Speaking of phishing, a new survey has found that digital natives are twice as likely to have fallen victim to a phishing scam than their older – sorry, we mean more experienced –  colleagues. Some 17 per cent in the 23-41 age group clicked on a phishing link, compared to 42-53 years old (6 per cent) or 54+ (7 per cent). The findings suggest a gap between perception and reality.

Out of all the age groups, digital natives were the most confident in their ability to spot a scam compared to their senior peers. Yet the 14 per cent of digital natives who weren’t as sure of their ability to spot a phish was strikingly close to the percentage in the same age bracket who had fallen for a phishing email. The survey by Censuswide for Datapac found that 14 per cent of Irish office workers – around 185,000 people – have been successfully phished at some stage.

OWASP’s IoT hit list

Is your organisation planning an Internet of Things project in 2019? Then you might want to send them in OWASP’s direction first. The group’s IoT project aims to improve understanding of the security issues around embedding sensors in, well, anything. To that end, the group has updated its top 10 list for IoT. The risks include old reliables like weak, guessable passwords, outdated components, insecure data transfer or storage, and lack of physical hardening. The full list is here.

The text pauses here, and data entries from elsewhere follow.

//! Typed object store used by every reconciler.
//!
//! Reconcilers never talk to [`kube::Api`] directly: they go through
//! [`ObjectStore`], which keeps the not-found / already-exists / conflict
//! distinction explicit and lets the same logic run against an in-memory store
//! in tests.

use std::fmt::Debug;

use async_trait::async_trait;
use kube::{core::ErrorResponse, Resource, ResourceExt};
use serde::{de::DeserializeOwned, Serialize};
use thiserror::Error;
use tracing::debug;

mod kube_store;
pub use kube_store::KubeStore;

#[cfg(test)]
pub(crate) mod memory;

/// Attempts made by [`update_with_retry`] before a conflict is surfaced.
pub const MAX_UPDATE_ATTEMPTS: usize = 5;

pub type StoreResult<T> = std::result::Result<T, StoreError>;

#[derive(Error, Debug)]
pub enum StoreError {
    #[error("{kind} `{name}` not found")]
    NotFound { kind: String, name: String },

    #[error("{kind} `{name}` already exists")]
    AlreadyExists { kind: String, name: String },

    #[error("{kind} `{name}` was modified concurrently")]
    Conflict { kind: String, name: String },

    #[error("Request error: {0}")]
    Request(#[source] kube::Error),

    #[error("Serialization error: {0}")]
    Serialize(#[from] serde_json::Error),
}

impl StoreError {
    /// Maps an API server response onto the store taxonomy.
    pub fn classify(kind: &str, name: &str, err: kube::Error) -> Self {
        let (kind, name) = (kind.to_string(), name.to_string());
        match err {
            kube::Error::Api(ErrorResponse { code: 404, .. }) => Self::NotFound { kind, name },
            kube::Error::Api(ErrorResponse { code: 409, ref reason, .. })
                if reason == "AlreadyExists" =>
            {
                Self::AlreadyExists { kind, name }
            }
            kube::Error::Api(ErrorResponse { code: 409, .. }) => Self::Conflict { kind, name },
            err => Self::Request(err),
        }
    }

    pub fn is_not_found(&self) -> bool {
        matches!(self, Self::NotFound { .. })
    }
}

/// Bounds shared by every resource kept in an [`ObjectStore`].
pub trait StoreObject:
    Resource<DynamicType = ()> + Clone + Debug + Serialize + DeserializeOwned + Send + Sync + 'static
{
}

impl<K> StoreObject for K where
    K: Resource<DynamicType = ()>
        + Clone
        + Debug
        + Serialize
        + DeserializeOwned
        + Send
        + Sync
        + 'static
{
}

/// Get/list/create/update access to one resource kind.
///
/// Objects are exchanged by value: callers own what they read and nothing they
/// mutate is visible to the store until it is written back.
#[async_trait]
pub trait ObjectStore<K: StoreObject>: Send + Sync {
    async fn get(&self, namespace: Option<&str>, name: &str) -> StoreResult<K>;

    /// Lists objects in `namespace`, or across all namespaces for `None`.
    async fn list(&self, namespace: Option<&str>, label_selector: Option<&str>)
        -> StoreResult<Vec<K>>;

    async fn create(&self, obj: &K) -> StoreResult<K>;

    /// Replaces the object. A set `resourceVersion` must match the stored one.
    async fn update(&self, obj: &K) -> StoreResult<K>;

    async fn update_status(&self, obj: &K) -> StoreResult<K>;
}

pub async fn get_opt<K, S>(store: &S, namespace: Option<&str>, name: &str) -> StoreResult<Option<K>>
where
    K: StoreObject,
    S: ObjectStore<K> + ?Sized,
{
    match store.get(namespace, name).await {
        Ok(obj) => Ok(Some(obj)),
        Err(StoreError::NotFound { .. }) => Ok(None),
        Err(e) => Err(e),
    }
}

/// Outcome of [`get_or_create`].
#[derive(Debug, Clone, PartialEq)]
pub enum Ensured<K> {
    Existing(K),
    Created(K),
}

impl<K> Ensured<K> {
    pub fn into_inner(self) -> K {
        match self {
            Self::Existing(obj) | Self::Created(obj) => obj,
        }
    }

    pub fn created(&self) -> bool {
        matches!(self, Self::Created(_))
    }
}

/// Looks the object up first and creates it only when absent.
pub async fn get_or_create<K, S>(store: &S, obj: &K) -> StoreResult<Ensured<K>>
where
    K: StoreObject,
    S: ObjectStore<K> + ?Sized,
{
    let namespace = obj.namespace();
    let name = obj.name_any();

    if let Some(existing) = get_opt(store, namespace.as_deref(), &name).await? {
        return Ok(Ensured::Existing(existing));
    }

    match store.create(obj).await {
        Ok(created) => Ok(Ensured::Created(created)),
        Err(StoreError::AlreadyExists { .. }) => {
            debug!(name, "Lost create race, reading stored object");
            store
                .get(namespace.as_deref(), &name)
                .await
                .map(Ensured::Existing)
        }
        Err(e) => Err(e),
    }
}

/// Applies `mutate` and writes the object, re-reading it on conflict.
///
/// `mutate` returns whether it changed anything; an unchanged object is not
/// written. It is re-applied to the fresh copy after every conflict, so it must
/// decide from the object it is given rather than from captured state.
pub async fn update_with_retry<K, S, F>(store: &S, current: K, mut mutate: F) -> StoreResult<K>
where
    K: StoreObject,
    S: ObjectStore<K> + ?Sized,
    F: FnMut(&mut K) -> bool + Send,
{
    let namespace = current.namespace();
    let name = current.name_any();
    let mut working = current;

    for attempt in 1..=MAX_UPDATE_ATTEMPTS {
        if !mutate(&mut working) {
            return Ok(working);
        }

        match store.update(&working).await {
            Ok(updated) => return Ok(updated),
            Err(StoreError::Conflict { .. }) if attempt < MAX_UPDATE_ATTEMPTS => {
                debug!(name, attempt, "Update conflict, re-reading");
                working = store.get(namespace.as_deref(), &name).await?;
            }
            Err(e) => return Err(e),
        }
    }

    Err(StoreError::Conflict {
        kind: K::kind(&()).to_string(),
        name,
    })
}

/// Same as [`update_with_retry`], writing through the status sub-resource.
pub async fn update_status_with_retry<K, S, F>(
    store: &S,
    current: K,
    mut mutate: F,
) -> StoreResult<K>
where
    K: StoreObject,
    S: ObjectStore<K> + ?Sized,
    F: FnMut(&mut K) -> bool + Send,
{
    let namespace = current.namespace();
    let name = current.name_any();
    let mut working = current;

    for attempt in 1..=MAX_UPDATE_ATTEMPTS {
        if !mutate(&mut working) {
            return Ok(working);
        }

        match store.update_status(&working).await {
            Ok(updated) => return Ok(updated),
            Err(StoreError::Conflict { .. }) if attempt < MAX_UPDATE_ATTEMPTS => {
                debug!(name, attempt, "Status update conflict, re-reading");
                working = store.get(namespace.as_deref(), &name).await?;
            }
            Err(e) => return Err(e),
        }
    }

    Err(StoreError::Conflict {
        kind: K::kind(&()).to_string(),
        name,
    })
}

#[cfg(test)]
mod tests {
    use super::memory::{MemoryStore, Op};
    use super::*;
    use crate::api::node_pool::{NodePool, NodePoolSpec};
    use kube::api::ObjectMeta;

    fn pool(name: &str, template: &str) -> NodePool {
        NodePool {
            metadata: ObjectMeta {
                name: Some(name.into()),
                namespace: Some("c-1".into()),
                ..Default::default()
            },
            spec: NodePoolSpec {
                node_template_name: template.into(),
                ..Default::default()
            },
            status: None,
        }
    }

    #[test]
    fn classify_api_errors() {
        let api = |code, reason: &str| {
            kube::Error::Api(ErrorResponse {
                status: "Failure".into(),
                message: String::new(),
                reason: reason.into(),
                code,
            })
        };

        assert!(StoreError::classify("Plan", "p", api(404, "NotFound")).is_not_found());
        assert!(matches!(
            StoreError::classify("Plan", "p", api(409, "AlreadyExists")),
            StoreError::AlreadyExists { .. }
        ));
        assert!(matches!(
            StoreError::classify("Plan", "p", api(409, "Conflict")),
            StoreError::Conflict { .. }
        ));
        assert!(matches!(
            StoreError::classify("Plan", "p", api(503, "ServiceUnavailable")),
            StoreError::Request(_)
        ));
    }

    #[tokio::test]
    async fn get_or_create_creates_once() {
        let store = MemoryStore::default();

        let first = get_or_create(&store, &pool("np-1", "a:b")).await.unwrap();
        let second = get_or_create(&store, &pool("np-1", "c:d")).await.unwrap();

        assert!(first.created());
        assert!(!second.created());
        assert_eq!(second.into_inner().spec.node_template_name, "a:b");
        assert_eq!(store.count::<NodePool>(), 1);
    }

    #[tokio::test]
    async fn update_skips_unchanged_objects() {
        let store = MemoryStore::default();
        let stored = store.insert(pool("np-1", "a:b"));

        let result = update_with_retry(&store, stored.clone(), |_| false)
            .await
            .unwrap();

        assert_eq!(result, stored);
        assert_eq!(store.writes::<NodePool>(), 0);
    }

    #[tokio::test]
    async fn update_rereads_on_conflict() {
        let store = MemoryStore::default();
        let stale = store.insert(pool("np-1", "a:b"));

        // Someone else writes in between; our copy is now stale.
        let mut other = stale.clone();
        other.spec.quantity = 3;
        store.update(&other).await.unwrap();

        let updated = update_with_retry(&store, stale, |p| {
            p.spec.node_template_name = "x:y".into();
            true
        })
        .await
        .unwrap();

        assert_eq!(updated.spec.node_template_name, "x:y");
        assert_eq!(updated.spec.quantity, 3);
    }

    #[tokio::test]
    async fn update_surfaces_other_errors() {
        let store = MemoryStore::default();
        let stored = store.insert(pool("np-1", "a:b"));
        store.fail_next::<NodePool>(Op::Update);

        let err = update_with_retry(&store, stored, |p| {
            p.spec.quantity = 1;
            true
        })
        .await
        .unwrap_err();

        assert!(matches!(err, StoreError::Request(_)));
    }
}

The number’s up for CISO promotions

Why do relatively few security professionals ascend to the highest levels of business? That’s the provocative question from Raj Samani, chief scientist with McAfee. In an op-ed for Infosecurity Magazine, Samani argues that security hasn’t yet communicated its value to the business in an identifiable way. Proof of this is the fatigue or indifference over ever-mounting numbers of data breaches. Unlike a physical incident like a car accident where the impact is instantly visible, security incidents don’t have the same obvious cause and effect.

“The inability to determine quantifiable loss means that identifying measures to reduce risk are merely estimated at best. Moreover, if the loss is rarely felt, then the value of taking active steps to protect an asset can simply be overlooked,” Samani writes. “We can either bemoan the status quo or identify an approach that allows us to articulate our business value in a quantifiable way.”